Mailed Feedback And Antibiotic Prescribing In Older Adults

Key Takeaways:
- Investigators evaluated mailed feedback to primary care physicians in a pragmatic randomized trial focused on antibiotic prescribing.
- The reported population was adults aged 65 years and older in outpatient primary care.
- The study reported reductions in antibiotic prescribing rates following the intervention, with detailed outcome measures provided.
The report frames the question around outpatient antibiotic prescribing among patients aged 65 years and older, in routine primary care rather than inpatient or specialty settings. The available details describe an older outpatient population and a physician-directed intervention.
The investigators describe the design as a pragmatic factorial randomized controlled trial centered on mailed feedback to primary care physicians, with outpatient antibiotic prescribing rates in primary care as the measured outcome domain. The study reports numerical findings, including reductions in prescribing rates in the intervention group compared with control, along with effect estimates and confidence intervals.
The reported population consists of primary care physicians in Ontario, Canada, with outcomes measured based on their antibiotic prescribing to patients aged 65 years and older. The report notes a setting where outpatient antibiotic prescribing can be tracked within routine ambulatory practice, placing the study in everyday physician encounters rather than acute or procedural environments. The population description narrows the scope to older adults without extending beyond the information provided.

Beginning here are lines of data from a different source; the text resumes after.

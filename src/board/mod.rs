pub mod store;
pub mod validation;

pub use store::{ListingBoard, SubmitOutcome};
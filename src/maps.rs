use percent_encoding::{utf8_percent_encode, AsciiSet, NON_ALPHANUMERIC};

/// Everything except the characters `encodeURIComponent` leaves bare
/// (alphanumerics and `-_.!~*'()`), so links match what the form layer of a
/// browser app would produce.
const QUERY: &AsciiSet = &NON_ALPHANUMERIC
    .remove(b'-')
    .remove(b'_')
    .remove(b'.')
    .remove(b'!')
    .remove(b'~')
    .remove(b'*')
    .remove(b'\'')
    .remove(b'(')
    .remove(b')');

/// Build a Google Maps search deep link for a pickup location.
pub fn maps_search_url(location: &str) -> String {
    let encoded = utf8_percent_encode(location, QUERY).to_string();
    format!("https://www.google.com/maps/search/?api=1&query={encoded}")
}

#[cfg(test)]
mod tests {
    use super::*;

    #[test]
    fn encodes_spaces_and_reserved_punctuation() {
        assert_eq!(
            maps_search_url("Main St & 5th Ave"),
            "https://www.google.com/maps/search/?api=1&query=Main%20St%20%26%205th%20Ave"
        );
    }

    #[test]
    fn keeps_unreserved_punctuation_bare() {
        assert_eq!(
            maps_search_url("Main-St (rear_door) ~5pm!"),
            "https://www.google.com/maps/search/?api=1&query=Main-St%20(rear_door)%20~5pm!"
        );
    }

    #[test]
    fn leaves_alphanumerics_alone() {
        assert_eq!(
            maps_search_url("Elm"),
            "https://www.google.com/maps/search/?api=1&query=Elm"
        );
    }
}
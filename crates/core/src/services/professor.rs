//! Professor service.

use profrate_common::{AppError, AppResult, IdGenerator};
use profrate_db::{
    entities::professor,
    repositories::ProfessorRepository,
};
use sea_orm::Set;
use serde::{Deserialize, Serialize};
use validator::Validate;

/// Maximum number of professors in a single comparison.
const MAX_COMPARED: usize = 3;

/// Maximum number of course labels on a professor profile.
const MAX_COURSES: usize = 20;

/// Professor service for business logic.
#[derive(Clone)]
pub struct ProfessorService {
    professor_repo: ProfessorRepository,
    id_gen: IdGenerator,
}

/// Input for creating a professor profile.
#[derive(Debug, Deserialize, Validate)]
pub struct CreateProfessorInput {
    #[validate(length(min = 1, max = 200))]
    pub name: String,

    #[validate(length(min = 1, max = 100))]
    pub department: String,

    #[validate(length(max = 20))]
    pub courses: Vec<String>,

    #[validate(email)]
    pub email: Option<String>,
}

/// Input for updating a professor profile. Administrator action.
#[derive(Debug, Default, Deserialize, Validate)]
pub struct UpdateProfessorInput {
    #[validate(length(min = 1, max = 200))]
    pub name: Option<String>,

    #[validate(length(min = 1, max = 100))]
    pub department: Option<String>,

    #[validate(length(max = 20))]
    pub courses: Option<Vec<String>>,

    #[validate(email)]
    pub email: Option<String>,
}

/// Sort orders for professor listings.
#[derive(Debug, Clone, Copy, Default, PartialEq, Eq, Deserialize)]
#[serde(rename_all = "lowercase")]
pub enum ProfessorSort {
    #[default]
    Name,
    Rating,
    Reviews,
}

/// Aggregated view of one department.
#[derive(Debug, Clone, Serialize)]
#[serde(rename_all = "camelCase")]
pub struct DepartmentSummary {
    pub name: String,
    pub professor_count: usize,
    pub review_count: i64,
    pub course_count: usize,
    /// Mean of professor average ratings in the department.
    pub average_rating: f64,
}

impl ProfessorService {
    /// Create a new professor service.
    #[must_use]
    pub const fn new(professor_repo: ProfessorRepository) -> Self {
        Self {
            professor_repo,
            id_gen: IdGenerator::new(),
        }
    }

    /// Create a professor profile with zeroed rating aggregates.
    pub async fn create(
        &self,
        created_by: &str,
        input: CreateProfessorInput,
    ) -> AppResult<professor::Model> {
        input.validate()?;

        let name = input.name.trim().to_string();
        if name.is_empty() {
            return Err(AppError::Validation("Professor name is required".to_string()));
        }

        let department = input.department.trim().to_string();
        if department.is_empty() {
            return Err(AppError::Validation("Department is required".to_string()));
        }

        let courses = normalize_courses(input.courses)?;

        let model = professor::ActiveModel {
            id: Set(self.id_gen.generate()),
            name: Set(name),
            department: Set(department),
            courses: Set(serde_json::json!(courses)),
            email: Set(input.email.map(|e| e.trim().to_string())),
            average_rating: Set(0.0),
            review_count: Set(0),
            created_by: Set(Some(created_by.to_string())),
            created_at: Set(chrono::Utc::now().into()),
            ..Default::default()
        };

        self.professor_repo.create(model).await
    }

    /// Get a professor by ID.
    pub async fn get(&self, id: &str) -> AppResult<professor::Model> {
        self.professor_repo.get_by_id(id).await
    }

    /// Update a professor profile.
    pub async fn update(&self, id: &str, input: UpdateProfessorInput) -> AppResult<professor::Model> {
        input.validate()?;

        let professor = self.professor_repo.get_by_id(id).await?;
        let mut model: professor::ActiveModel = professor.into();

        if let Some(name) = input.name {
            let name = name.trim().to_string();
            if name.is_empty() {
                return Err(AppError::Validation("Professor name is required".to_string()));
            }
            model.name = Set(name);
        }
        if let Some(department) = input.department {
            let department = department.trim().to_string();
            if department.is_empty() {
                return Err(AppError::Validation("Department is required".to_string()));
            }
            model.department = Set(department);
        }
        if let Some(courses) = input.courses {
            model.courses = Set(serde_json::json!(normalize_courses(courses)?));
        }
        if let Some(email) = input.email {
            model.email = Set(Some(email.trim().to_string()));
        }
        model.updated_at = Set(Some(chrono::Utc::now().into()));

        self.professor_repo.update(model).await
    }

    /// Delete a professor and, through the cascade, all referencing reviews
    /// and favorites. Administrator action.
    pub async fn delete(&self, id: &str) -> AppResult<()> {
        self.professor_repo.delete(id).await
    }

    /// List professors with optional search, department filter, and sort.
    ///
    /// Search matches case-insensitively over name, department, and course
    /// labels, the way the browse page filters the fetched snapshot.
    pub async fn list(
        &self,
        search: Option<&str>,
        department: Option<&str>,
        sort: ProfessorSort,
    ) -> AppResult<Vec<professor::Model>> {
        let mut professors = match department {
            Some(department) => self.professor_repo.find_by_department(department).await?,
            None => self.professor_repo.find_all().await?,
        };

        if let Some(query) = search {
            let query = query.to_lowercase();
            professors.retain(|p| {
                p.name.to_lowercase().contains(&query)
                    || p.department.to_lowercase().contains(&query)
                    || p.course_list()
                        .iter()
                        .any(|c| c.to_lowercase().contains(&query))
            });
        }

        match sort {
            ProfessorSort::Name => {
                professors.sort_by(|a, b| a.name.cmp(&b.name));
            }
            ProfessorSort::Rating => {
                professors.sort_by(|a, b| {
                    b.average_rating
                        .partial_cmp(&a.average_rating)
                        .unwrap_or(std::cmp::Ordering::Equal)
                });
            }
            ProfessorSort::Reviews => {
                professors.sort_by(|a, b| b.review_count.cmp(&a.review_count));
            }
        }

        Ok(professors)
    }

    /// Group all professors by department.
    pub async fn departments(&self) -> AppResult<Vec<DepartmentSummary>> {
        let professors = self.professor_repo.find_all().await?;

        let mut departments: Vec<DepartmentSummary> = Vec::new();
        for professor in &professors {
            let idx = departments
                .iter()
                .position(|d| d.name == professor.department)
                .unwrap_or_else(|| {
                    departments.push(DepartmentSummary {
                        name: professor.department.clone(),
                        professor_count: 0,
                        review_count: 0,
                        course_count: 0,
                        average_rating: 0.0,
                    });
                    departments.len() - 1
                });
            let summary = &mut departments[idx];

            summary.professor_count += 1;
            summary.review_count += i64::from(professor.review_count);
            summary.course_count += professor.course_list().len();
            // Accumulate the sum; divided once all professors are grouped.
            summary.average_rating += professor.average_rating;
        }

        for summary in &mut departments {
            if summary.professor_count > 0 {
                summary.average_rating /= summary.professor_count as f64;
            }
        }

        departments.sort_by(|a, b| a.name.cmp(&b.name));
        Ok(departments)
    }

    /// Fetch professors for side-by-side comparison, in the requested order.
    pub async fn compare(&self, ids: &[String]) -> AppResult<Vec<professor::Model>> {
        if ids.is_empty() {
            return Err(AppError::BadRequest(
                "At least one professor is required".to_string(),
            ));
        }
        if ids.len() > MAX_COMPARED {
            return Err(AppError::BadRequest(format!(
                "Up to {MAX_COMPARED} professors can be compared at a time"
            )));
        }

        let mut deduped = ids.to_vec();
        deduped.dedup();
        if deduped.len() != ids.len() {
            return Err(AppError::BadRequest(
                "A professor can only appear once in a comparison".to_string(),
            ));
        }

        let found = self.professor_repo.find_by_ids(ids).await?;

        // Preserve the requested order and fail on unknown IDs.
        ids.iter()
            .map(|id| {
                found
                    .iter()
                    .find(|p| &p.id == id)
                    .cloned()
                    .ok_or_else(|| AppError::ProfessorNotFound(id.clone()))
            })
            .collect()
    }

    /// Count all professors.
    pub async fn count(&self) -> AppResult<u64> {
        self.professor_repo.count().await
    }
}

/// Trim course labels and drop empties, preserving order.
fn normalize_courses(courses: Vec<String>) -> AppResult<Vec<String>> {
    let courses: Vec<String> = courses
        .into_iter()
        .map(|c| c.trim().to_string())
        .filter(|c| !c.is_empty())
        .collect();

    if courses.len() > MAX_COURSES {
        return Err(AppError::Validation("Too many courses".to_string()));
    }
    if courses.iter().any(|c| c.len() > 200) {
        return Err(AppError::Validation("Course label too long".to_string()));
    }

    Ok(courses)
}

#[cfg(test)]
#[allow(clippy::unwrap_used)]
mod tests {
    use super::*;
    use chrono::Utc;
    use sea_orm::{DatabaseBackend, MockDatabase};
    use serde_json::json;
    use std::sync::Arc;

    fn create_test_professor(
        id: &str,
        name: &str,
        department: &str,
        average_rating: f64,
        review_count: i32,
    ) -> professor::Model {
        professor::Model {
            id: id.to_string(),
            name: name.to_string(),
            department: department.to_string(),
            courses: json!(["CS 101 - Introduction to Programming", "CS 201 - Data Structures"]),
            email: None,
            average_rating,
            review_count,
            created_by: None,
            created_at: Utc::now().into(),
            updated_at: None,
        }
    }

    fn service_with(professors: Vec<professor::Model>) -> ProfessorService {
        let db = Arc::new(
            MockDatabase::new(DatabaseBackend::Postgres)
                .append_query_results([professors])
                .into_connection(),
        );
        ProfessorService::new(ProfessorRepository::new(db))
    }

    #[test]
    fn test_normalize_courses_trims_and_drops_empties() {
        let courses = normalize_courses(vec![
            "  CS 101  ".to_string(),
            String::new(),
            "   ".to_string(),
            "CS 201".to_string(),
        ])
        .unwrap();

        assert_eq!(courses, vec!["CS 101".to_string(), "CS 201".to_string()]);
    }

    #[tokio::test]
    async fn test_list_search_matches_courses() {
        let service = service_with(vec![
            create_test_professor("p1", "Dr. Sarah Johnson", "Computer Science", 4.8, 45),
            create_test_professor("p2", "Prof. Michael Chen", "Mathematics", 4.6, 38),
        ]);

        let result = service
            .list(Some("data structures"), None, ProfessorSort::Name)
            .await
            .unwrap();

        assert_eq!(result.len(), 2); // Both carry CS 201 - Data Structures
    }

    #[tokio::test]
    async fn test_list_sort_by_rating() {
        let service = service_with(vec![
            create_test_professor("p1", "Dr. A", "Physics", 3.2, 10),
            create_test_professor("p2", "Dr. B", "Physics", 4.9, 52),
            create_test_professor("p3", "Dr. C", "Physics", 4.1, 20),
        ]);

        let result = service.list(None, None, ProfessorSort::Rating).await.unwrap();

        assert_eq!(result[0].id, "p2");
        assert_eq!(result[1].id, "p3");
        assert_eq!(result[2].id, "p1");
    }

    #[tokio::test]
    async fn test_departments_grouping() {
        let service = service_with(vec![
            create_test_professor("p1", "Dr. A", "Physics", 4.0, 10),
            create_test_professor("p2", "Dr. B", "Physics", 5.0, 20),
            create_test_professor("p3", "Dr. C", "Mathematics", 3.0, 5),
        ]);

        let departments = service.departments().await.unwrap();

        assert_eq!(departments.len(), 2);
        let physics = departments.iter().find(|d| d.name == "Physics").unwrap();
        assert_eq!(physics.professor_count, 2);
        assert_eq!(physics.review_count, 30);
        assert_eq!(physics.course_count, 4);
        assert!((physics.average_rating - 4.5).abs() < 1e-9);
    }

    #[tokio::test]
    async fn test_compare_rejects_more_than_three() {
        let db = Arc::new(MockDatabase::new(DatabaseBackend::Postgres).into_connection());
        let service = ProfessorService::new(ProfessorRepository::new(db));

        let ids: Vec<String> = (1..=4).map(|i| format!("p{i}")).collect();
        let result = service.compare(&ids).await;

        assert!(matches!(result, Err(AppError::BadRequest(_))));
    }

    #[tokio::test]
    async fn test_compare_preserves_requested_order() {
        let service = service_with(vec![
            create_test_professor("p1", "Dr. A", "Physics", 4.0, 10),
            create_test_professor("p2", "Dr. B", "Physics", 5.0, 20),
        ]);

        let ids = vec!["p2".to_string(), "p1".to_string()];
        let result = service.compare(&ids).await.unwrap();

        assert_eq!(result[0].id, "p2");
        assert_eq!(result[1].id, "p1");
    }
}
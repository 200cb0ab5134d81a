//! Database entities.

pub mod favorite;
pub mod professor;
pub mod review;
pub mod review_vote;
pub mod user;

pub use favorite::Entity as Favorite;
pub use professor::Entity as Professor;
pub use review::Entity as Review;
pub use review_vote::Entity as ReviewVote;
pub use user::Entity as User;
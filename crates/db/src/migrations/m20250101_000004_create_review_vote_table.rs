//! Create review vote table migration.

use sea_orm_migration::prelude::*;

#[derive(DeriveMigrationName)]
pub struct Migration;

#[async_trait::async_trait]
impl MigrationTrait for Migration {
    async fn up(&self, manager: &SchemaManager) -> Result<(), DbErr> {
        manager
            .create_table(
                Table::create()
                    .table(ReviewVote::Table)
                    .if_not_exists()
                    .col(
                        ColumnDef::new(ReviewVote::Id)
                            .string_len(32)
                            .not_null()
                            .primary_key(),
                    )
                    .col(
                        ColumnDef::new(ReviewVote::ReviewId)
                            .string_len(32)
                            .not_null(),
                    )
                    .col(
                        ColumnDef::new(ReviewVote::UserId)
                            .string_len(32)
                            .not_null(),
                    )
                    .col(ColumnDef::new(ReviewVote::Kind).string_len(8).not_null())
                    .col(
                        ColumnDef::new(ReviewVote::CreatedAt)
                            .timestamp_with_time_zone()
                            .not_null()
                            .default(Expr::current_timestamp()),
                    )
                    .foreign_key(
                        ForeignKey::create()
                            .name("fk_review_vote_review")
                            .from(ReviewVote::Table, ReviewVote::ReviewId)
                            .to(Review::Table, Review::Id)
                            .on_delete(ForeignKeyAction::Cascade),
                    )
                    .foreign_key(
                        ForeignKey::create()
                            .name("fk_review_vote_user")
                            .from(ReviewVote::Table, ReviewVote::UserId)
                            .to(User::Table, User::Id)
                            .on_delete(ForeignKeyAction::Cascade),
                    )
                    .to_owned(),
            )
            .await?;

        // Unique index: (user_id, review_id) - one vote per user per review
        manager
            .create_index(
                Index::create()
                    .name("idx_review_vote_user_review")
                    .table(ReviewVote::Table)
                    .col(ReviewVote::UserId)
                    .col(ReviewVote::ReviewId)
                    .unique()
                    .to_owned(),
            )
            .await?;

        // Index: review_id (for counting votes on a review)
        manager
            .create_index(
                Index::create()
                    .name("idx_review_vote_review_id")
                    .table(ReviewVote::Table)
                    .col(ReviewVote::ReviewId)
                    .to_owned(),
            )
            .await?;

        Ok(())
    }

    async fn down(&self, manager: &SchemaManager) -> Result<(), DbErr> {
        manager
            .drop_table(Table::drop().table(ReviewVote::Table).to_owned())
            .await
    }
}

#[derive(Iden)]
enum ReviewVote {
    Table,
    Id,
    ReviewId,
    UserId,
    Kind,
    CreatedAt,
}

#[derive(Iden)]
enum Review {
    Table,
    Id,
}

#[derive(Iden)]
enum User {
    Table,
    Id,
}
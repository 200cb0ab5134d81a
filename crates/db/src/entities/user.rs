//! User entity.

use sea_orm::entity::prelude::*;
use serde::{Deserialize, Serialize};

/// User roles.
#[derive(Debug, Clone, Copy, PartialEq, Eq, EnumIter, DeriveActiveEnum, Serialize, Deserialize)]
#[sea_orm(rs_type = "String", db_type = "String(StringLen::N(16))")]
#[serde(rename_all = "lowercase")]
pub enum Role {
    #[sea_orm(string_value = "student")]
    Student,
    #[sea_orm(string_value = "admin")]
    Admin,
}

#[derive(Clone, Debug, PartialEq, Eq, DeriveEntityModel, Serialize, Deserialize)]
#[sea_orm(table_name = "user")]
pub struct Model {
    #[sea_orm(primary_key, auto_increment = false)]
    pub id: String,

    #[sea_orm(unique)]
    pub email: String,

    /// Lowercased email for case-insensitive lookup
    #[sea_orm(unique)]
    pub email_lower: String,

    /// Argon2 password hash
    #[serde(skip_serializing)]
    pub password_hash: String,

    /// Access token
    #[sea_orm(unique, nullable)]
    #[serde(skip_serializing)]
    pub token: Option<String>,

    /// Display name
    pub name: String,

    /// Role (only changed by administrator action)
    pub role: Role,

    pub created_at: DateTimeWithTimeZone,

    #[sea_orm(nullable)]
    pub updated_at: Option<DateTimeWithTimeZone>,
}

#[derive(Copy, Clone, Debug, EnumIter, DeriveRelation)]
pub enum Relation {
    #[sea_orm(has_many = "super::review::Entity")]
    Reviews,

    #[sea_orm(has_many = "super::favorite::Entity")]
    Favorites,
}

impl Related<super::review::Entity> for Entity {
    fn to() -> RelationDef {
        Relation::Reviews.def()
    }
}

impl Related<super::favorite::Entity> for Entity {
    fn to() -> RelationDef {
        Relation::Favorites.def()
    }
}

impl Model {
    /// Whether this user may perform administrator actions.
    #[must_use]
    pub fn is_admin(&self) -> bool {
        self.role == Role::Admin
    }
}

impl ActiveModelBehavior for ActiveModel {}
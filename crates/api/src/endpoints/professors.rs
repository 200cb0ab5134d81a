//! Professor endpoints.

use axum::{Json, Router, extract::State, routing::post};
use profrate_common::{AppError, AppResult};
use profrate_core::{DepartmentSummary, ProfessorSort};
use profrate_db::entities::professor;
use serde::{Deserialize, Serialize};

use crate::{extractors::AuthUser, middleware::AppState, response::ApiResponse};

/// Professor response.
#[derive(Serialize)]
#[serde(rename_all = "camelCase")]
pub struct ProfessorResponse {
    pub id: String,
    pub name: String,
    pub department: String,
    pub courses: Vec<String>,
    pub email: Option<String>,
    pub average_rating: f64,
    pub review_count: i32,
    pub created_at: String,
}

impl From<professor::Model> for ProfessorResponse {
    fn from(p: professor::Model) -> Self {
        let courses = p.course_list();
        Self {
            id: p.id,
            name: p.name,
            department: p.department,
            courses,
            email: p.email,
            average_rating: p.average_rating,
            review_count: p.review_count,
            created_at: p.created_at.to_rfc3339(),
        }
    }
}

/// Create professor request.
#[derive(Debug, Deserialize)]
#[serde(rename_all = "camelCase")]
pub struct CreateProfessorRequest {
    pub name: String,
    pub department: String,
    #[serde(default)]
    pub courses: Vec<String>,
    pub email: Option<String>,
}

/// Create a professor profile.
async fn create(
    AuthUser(user): AuthUser,
    State(state): State<AppState>,
    Json(req): Json<CreateProfessorRequest>,
) -> AppResult<ApiResponse<ProfessorResponse>> {
    let input = profrate_core::CreateProfessorInput {
        name: req.name,
        department: req.department,
        courses: req.courses,
        email: req.email,
    };

    let professor = state.professor_service.create(&user.id, input).await?;

    Ok(ApiResponse::ok(professor.into()))
}

/// Show professor request.
#[derive(Debug, Deserialize)]
#[serde(rename_all = "camelCase")]
pub struct ShowProfessorRequest {
    pub professor_id: String,
}

/// Get a single professor profile.
async fn show(
    State(state): State<AppState>,
    Json(req): Json<ShowProfessorRequest>,
) -> AppResult<ApiResponse<ProfessorResponse>> {
    let professor = state.professor_service.get(&req.professor_id).await?;
    Ok(ApiResponse::ok(professor.into()))
}

/// Update professor request.
#[derive(Debug, Deserialize)]
#[serde(rename_all = "camelCase")]
pub struct UpdateProfessorRequest {
    pub professor_id: String,
    pub name: Option<String>,
    pub department: Option<String>,
    pub courses: Option<Vec<String>>,
    pub email: Option<String>,
}

/// Update a professor profile. Administrator action.
async fn update(
    AuthUser(user): AuthUser,
    State(state): State<AppState>,
    Json(req): Json<UpdateProfessorRequest>,
) -> AppResult<ApiResponse<ProfessorResponse>> {
    if !user.is_admin() {
        return Err(AppError::Forbidden(
            "Administrator privileges required".to_string(),
        ));
    }

    let input = profrate_core::UpdateProfessorInput {
        name: req.name,
        department: req.department,
        courses: req.courses,
        email: req.email,
    };

    let professor = state
        .professor_service
        .update(&req.professor_id, input)
        .await?;

    Ok(ApiResponse::ok(professor.into()))
}

/// Delete professor request.
#[derive(Debug, Deserialize)]
#[serde(rename_all = "camelCase")]
pub struct DeleteProfessorRequest {
    pub professor_id: String,
}

/// Delete a professor and all referencing reviews. Administrator action.
async fn delete(
    AuthUser(user): AuthUser,
    State(state): State<AppState>,
    Json(req): Json<DeleteProfessorRequest>,
) -> AppResult<ApiResponse<()>> {
    if !user.is_admin() {
        return Err(AppError::Forbidden(
            "Administrator privileges required".to_string(),
        ));
    }

    state.professor_service.delete(&req.professor_id).await?;
    Ok(ApiResponse::ok(()))
}

/// List professors request.
#[derive(Debug, Deserialize)]
#[serde(rename_all = "camelCase")]
pub struct ListProfessorsRequest {
    pub search: Option<String>,
    pub department: Option<String>,
    #[serde(default)]
    pub sort: ProfessorSort,
}

/// List professors with optional search, department filter, and sort.
async fn list(
    State(state): State<AppState>,
    Json(req): Json<ListProfessorsRequest>,
) -> AppResult<ApiResponse<Vec<ProfessorResponse>>> {
    let professors = state
        .professor_service
        .list(req.search.as_deref(), req.department.as_deref(), req.sort)
        .await?;

    Ok(ApiResponse::ok(
        professors.into_iter().map(Into::into).collect(),
    ))
}

/// Group professors by department.
async fn departments(
    State(state): State<AppState>,
) -> AppResult<ApiResponse<Vec<DepartmentSummary>>> {
    let departments = state.professor_service.departments().await?;
    Ok(ApiResponse::ok(departments))
}

/// Compare professors request.
#[derive(Debug, Deserialize)]
#[serde(rename_all = "camelCase")]
pub struct CompareProfessorsRequest {
    pub professor_ids: Vec<String>,
}

/// Fetch up to three professors for side-by-side comparison.
async fn compare(
    State(state): State<AppState>,
    Json(req): Json<CompareProfessorsRequest>,
) -> AppResult<ApiResponse<Vec<ProfessorResponse>>> {
    let professors = state.professor_service.compare(&req.professor_ids).await?;

    Ok(ApiResponse::ok(
        professors.into_iter().map(Into::into).collect(),
    ))
}

pub fn router() -> Router<AppState> {
    Router::new()
        .route("/create", post(create))
        .route("/show", post(show))
        .route("/update", post(update))
        .route("/delete", post(delete))
        .route("/list", post(list))
        .route("/departments", post(departments))
        .route("/compare", post(compare))
}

The authors report that antibiotic prescribing rates were lower in the intervention group compared with the control group at six months, with consistent findings at 12 months. Additional outcomes, including unnecessary prescribing, prolonged-duration prescriptions, and broad-spectrum antibiotic use, were also reduced in the intervention group. The study further reports that harms-focused messaging did not significantly affect prescribing, and case-mix adjustment showed no benefit.
These findings allow both the study question and the magnitude and direction of effect to be characterized from the reported results.